PROBLEM STATEMENT: Each line of the records below that holds "PathFilter" should be copied out.

EXERCISE INPUT:

//! Resumable filesystem traversal with archive descent.
//!
//! Walks a path depth-first, recursing into directories and descending
//! into archive containers as if they were subdirectories, and hands every
//! admitted document to a caller-supplied visitor. Traversal is strictly
//! sequential: one document at a time, never interleaved.
//!
//! Every *top-level unit* — a file reached outside any archive — is
//! recorded in the [`state::ScanState`] once it finishes, so an
//! interrupted multi-day run resumes by skipping finished units before any
//! I/O happens for them (an already-processed archive is not even opened).

pub mod archive;
pub mod results;
pub mod state;

use std::fs;
use std::io::Read;
use std::time::{Duration, Instant};

use camino::{Utf8Path, Utf8PathBuf};
use globset::{Glob, GlobSetBuilder};

use self::archive::{ArchiveKind, ArchiveReader};
use self::state::ScanState;
use crate::encoding;
use crate::error::{ScanError, ScanResult};

/// Node attributes offered to the path filter before any I/O on the node.
#[derive(Debug, Clone, Copy)]
pub struct PathQuery<'a> {
    /// `true` for directories. Archive entries are never directories here.
    pub is_dir: bool,
    /// The containing archive, when the node is an archive entry.
    pub archive: Option<&'a Utf8Path>,
    /// Filesystem path, or the entry path inside `archive`.
    pub path: &'a Utf8Path,
}

/// Path predicate; `false` prunes the node (and, for directories, its
/// whole subtree) without touching it.
pub type PathFilter = Box<dyn Fn(&PathQuery<'_>) -> bool>;

/// Consolidated traversal knobs, passed down the whole call chain instead
/// of a trail of optional arguments.
pub struct ScanPolicy {
    filter: Option<PathFilter>,
    buffer_contents: bool,
    flush_interval: Duration,
}

impl Default for ScanPolicy {
    fn default() -> Self {
        Self::new()
    }
}

impl ScanPolicy {
    /// No filter, streamed contents, 60-second flush cadence.
    pub const fn new() -> Self {
        Self {
            filter: None,
            buffer_contents: false,
            flush_interval: Duration::from_secs(60),
        }
    }

    /// Sets the path predicate.
    #[must_use]
    pub fn with_filter(mut self, filter: impl Fn(&PathQuery<'_>) -> bool + 'static) -> Self {
        self.filter = Some(Box::new(filter));
        self
    }

    /// Restricts files (and archive entries) to those matching any of
    /// `patterns`; directories still descend. Invalid patterns are skipped
    /// with a warning.
    #[must_use]
    pub fn with_file_globs(self, patterns: &[&str]) -> Self {
        let mut builder = GlobSetBuilder::new();
        for pattern in patterns {
            match Glob::new(pattern) {
                Ok(glob) => {
                    builder.add(glob);
                }
                Err(e) => tracing::warn!(pattern, error = %e, "skipping invalid glob pattern"),
            }
        }
        match builder.build() {
            Ok(set) => self.with_filter(move |q| q.is_dir || set.is_match(q.path.as_str())),
            Err(e) => {
                tracing::warn!(error = %e, "glob set failed to build; no filter installed");
                self
            }
        }
    }

    /// Fully buffers file/entry contents before the visitor runs, instead
    /// of streaming them out of the decompression pipeline.
    #[must_use]
    pub const fn buffer_contents(mut self, yes: bool) -> Self {
        self.buffer_contents = yes;
        self
    }

    /// Flush cadence for the traversal state.
    #[must_use]
    pub const fn flush_interval(mut self, interval: Duration) -> Self {
        self.flush_interval = interval;
        self
    }
}

/// A document handed to the visitor. Content is readable exactly once.
pub struct Document<'a> {
    /// The scan root this document was reached from.
    pub root: &'a Utf8Path,
    /// The containing archive, when the document is an archive entry.
    pub archive: Option<&'a Utf8Path>,
    /// Filesystem path, or the entry path inside `archive`.
    pub path: Utf8PathBuf,
    content: Content<'a>,
}

enum Content<'a> {
    Stream(&'a mut dyn Read),
    Buffered(Vec<u8>),
}

impl Document<'_> {
    /// Reads the full content bytes.
    pub fn read_bytes(&mut self) -> ScanResult<Vec<u8>> {
        match &mut self.content {
            Content::Stream(reader) => {
                let mut bytes = Vec::new();
                reader
                    .read_to_end(&mut bytes)
                    .map_err(|source| ScanError::Io {
                        path: self.path.clone(),
                        source,
                    })?;
                Ok(bytes)
            }
            Content::Buffered(bytes) => Ok(std::mem::take(bytes)),
        }
    }

    /// Reads the content as text: byte-order mark, then any declared
    /// encoding, then lossy UTF-8.
    pub fn read_text(&mut self) -> ScanResult<String> {
        let bytes = self.read_bytes()?;
        Ok(encoding::decode_text(&bytes))
    }
}

/// Per-document callback. Returns the number of records it emitted, which
/// feeds the traversal state and the scan summary.
pub type Visitor<'v> = dyn FnMut(&mut Document<'_>) -> ScanResult<u64> + 'v;

/// What a scan did.
#[derive(Debug, Default)]
pub struct ScanSummary {
    /// Visitor invocations.
    pub visited: u64,
    /// Records reported by the visitor.
    pub records: u64,
    /// Top-level units skipped because a previous run finished them.
    pub skipped: u64,
    /// Top-level units (or directories) that failed, with the failure
    /// text. Failed units stay unmarked and are retried on the next run.
    pub failures: Vec<(Utf8PathBuf, String)>,
}

/// Depth-first, resumable corpus walker.
pub struct Scanner {
    policy: ScanPolicy,
    state: ScanState,
    last_progress: Instant,
}

impl Scanner {
    /// A scanner with the given policy and (possibly ephemeral) state.
    pub fn new(policy: ScanPolicy, mut state: ScanState) -> Self {
        state.set_flush_interval(policy.flush_interval);
        Self {
            policy,
            state,
            last_progress: Instant::now(),
        }
    }

    /// The traversal state.
    pub const fn state(&self) -> &ScanState {
        &self.state
    }

    /// Walks `root` depth-first, feeding every admitted document to
    /// `visitor`.
    ///
    /// Unit-level failures land in the summary without stopping the scan;
    /// the error return covers a root that cannot be inspected at all and
    /// state persistence failures. The state is flushed on the policy
    /// cadence and once before returning.
    #[tracing::instrument(skip(self, visitor), fields(root = %root))]
    pub fn scan(&mut self, root: &Utf8Path, visitor: &mut Visitor<'_>) -> ScanResult<ScanSummary> {
        let meta = fs::metadata(root).map_err(|source| ScanError::Io {
            path: root.to_owned(),
            source,
        })?;
        let mut summary = ScanSummary::default();
        self.walk(root, root, meta.is_dir(), visitor, &mut summary)?;
        self.state.flush()?;
        tracing::info!(
            visited = summary.visited,
            records = summary.records,
            skipped = summary.skipped,
            failures = summary.failures.len(),
            "scan finished"
        );
        Ok(summary)
    }

    fn walk(
        &mut self,
        root: &Utf8Path,
        path: &Utf8Path,
        is_dir: bool,
        visitor: &mut Visitor<'_>,
        summary: &mut ScanSummary,
    ) -> ScanResult<()> {
        if let Some(filter) = &self.policy.filter
            && !filter(&PathQuery {
                is_dir,
                archive: None,
                path,
            })
        {
            return Ok(());
        }

        if is_dir {
            match Self::list_children(path) {
                Ok(children) => {
                    for (child, child_is_dir) in children {
                        self.walk(root, &child, child_is_dir, visitor, summary)?;
                    }
                }
                Err(e) => {
                    tracing::warn!(path = %path, error = %e, "directory unreadable");
                    summary.failures.push((path.to_owned(), e.to_string()));
                }
            }
            return Ok(());
        }

        // A top-level unit. Consult the state before any I/O: a finished
        // archive must not even be reopened.
        if self.state.is_processed(path) {
            summary.skipped += 1;
            tracing::debug!(path = %path, "already processed; skipping");
            return Ok(());
        }

        match self.process_unit(root, path, visitor, summary) {
            Ok(records) => {
                self.state.mark(path, records);
                summary.records += records;
                self.state.maybe_flush()?;
            }
            Err(e) => {
                tracing::warn!(path = %path, error = %e, "top-level unit failed");
                summary.failures.push((path.to_owned(), e.to_string()));
            }
        }
        self.progress_tick(summary);
        Ok(())
    }

    /// Directory children in name order: stable, so interrupted runs see
    /// the same sequence.
    fn list_children(path: &Utf8Path) -> ScanResult<Vec<(Utf8PathBuf, bool)>> {
        let entries = fs::read_dir(path).map_err(|source| ScanError::Io {
            path: path.to_owned(),
            source,
        })?;
        let mut children = Vec::new();
        for entry in entries {
            let entry = entry.map_err(|source| ScanError::Io {
                path: path.to_owned(),
                source,
            })?;
            let child = Utf8PathBuf::from_path_buf(entry.path())
                .map_err(|_| ScanError::NonUtf8Path {
                    path: path.to_owned(),
                })?;
            let file_type = entry.file_type().map_err(|source| ScanError::Io {
                path: child.clone(),
                source,
            })?;
            children.push((child, file_type.is_dir()));
        }
        children.sort();
        Ok(children)
    }

    fn process_unit(
        &mut self,
        root: &Utf8Path,
        path: &Utf8Path,
        visitor: &mut Visitor<'_>,
        summary: &mut ScanSummary,
    ) -> ScanResult<u64> {
        if ArchiveKind::detect(path).is_some() {
            self.process_archive(root, path, visitor, summary)
        } else {
            self.process_plain(root, path, visitor, summary)
        }
    }

    fn process_plain(
        &self,
        root: &Utf8Path,
        path: &Utf8Path,
        visitor: &mut Visitor<'_>,
        summary: &mut ScanSummary,
    ) -> ScanResult<u64> {
        let mut file = fs::File::open(path).map_err(|source| ScanError::Io {
            path: path.to_owned(),
            source,
        })?;
        let content = if self.policy.buffer_contents {
            let mut bytes = Vec::new();
            file.read_to_end(&mut bytes).map_err(|source| ScanError::Io {
                path: path.to_owned(),
                source,
            })?;
            Content::Buffered(bytes)
        } else {
            Content::Stream(&mut file)
        };
        let mut document = Document {
            root,
            archive: None,
            path: path.to_owned(),
            content,
        };
        summary.visited += 1;
        visitor(&mut document)
    }

    /// Processes every admitted entry of one archive. Any entry error
    /// fails the whole unit: a broken decompression pipeline cannot be
    /// trusted for the remaining entries.
    fn process_archive(
        &self,
        root: &Utf8Path,
        archive_path: &Utf8Path,
        visitor: &mut Visitor<'_>,
        summary: &mut ScanSummary,
    ) -> ScanResult<u64> {
        let mut reader = ArchiveReader::open(archive_path)?;
        let mut entries = reader.entries()?;
        let mut records = 0;
        while let Some(mut entry) = entries.next_file()? {
            if let Some(filter) = &self.policy.filter
                && !filter(&PathQuery {
                    is_dir: false,
                    archive: Some(archive_path),
                    path: entry.path(),
                })
            {
                continue;
            }
            let entry_path = entry.path().to_owned();
            let content = if self.policy.buffer_contents {
                let mut bytes = Vec::new();
                entry
                    .read_to_end(&mut bytes)
                    .map_err(|e| ScanError::Archive {
                        path: archive_path.to_owned(),
                        message: e.to_string(),
                    })?;
                Content::Buffered(bytes)
            } else {
                Content::Stream(&mut entry)
            };
            let mut document = Document {
                root,
                archive: Some(archive_path),
                path: entry_path,
                content,
            };
            summary.visited += 1;
            records += visitor(&mut document)?;
        }
        Ok(records)
    }

    fn progress_tick(&mut self, summary: &ScanSummary) {
        if self.last_progress.elapsed() >= Duration::from_secs(10) {
            self.last_progress = Instant::now();
            tracing::info!(
                visited = summary.visited,
                records = summary.records,
                skipped = summary.skipped,
                "scan progress"
            );
        }
    }
}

ANSWER AREA:
pub type PathFilter = Box<dyn Fn(&PathQuery<'_>) -> bool>;
    filter: Option<PathFilter>,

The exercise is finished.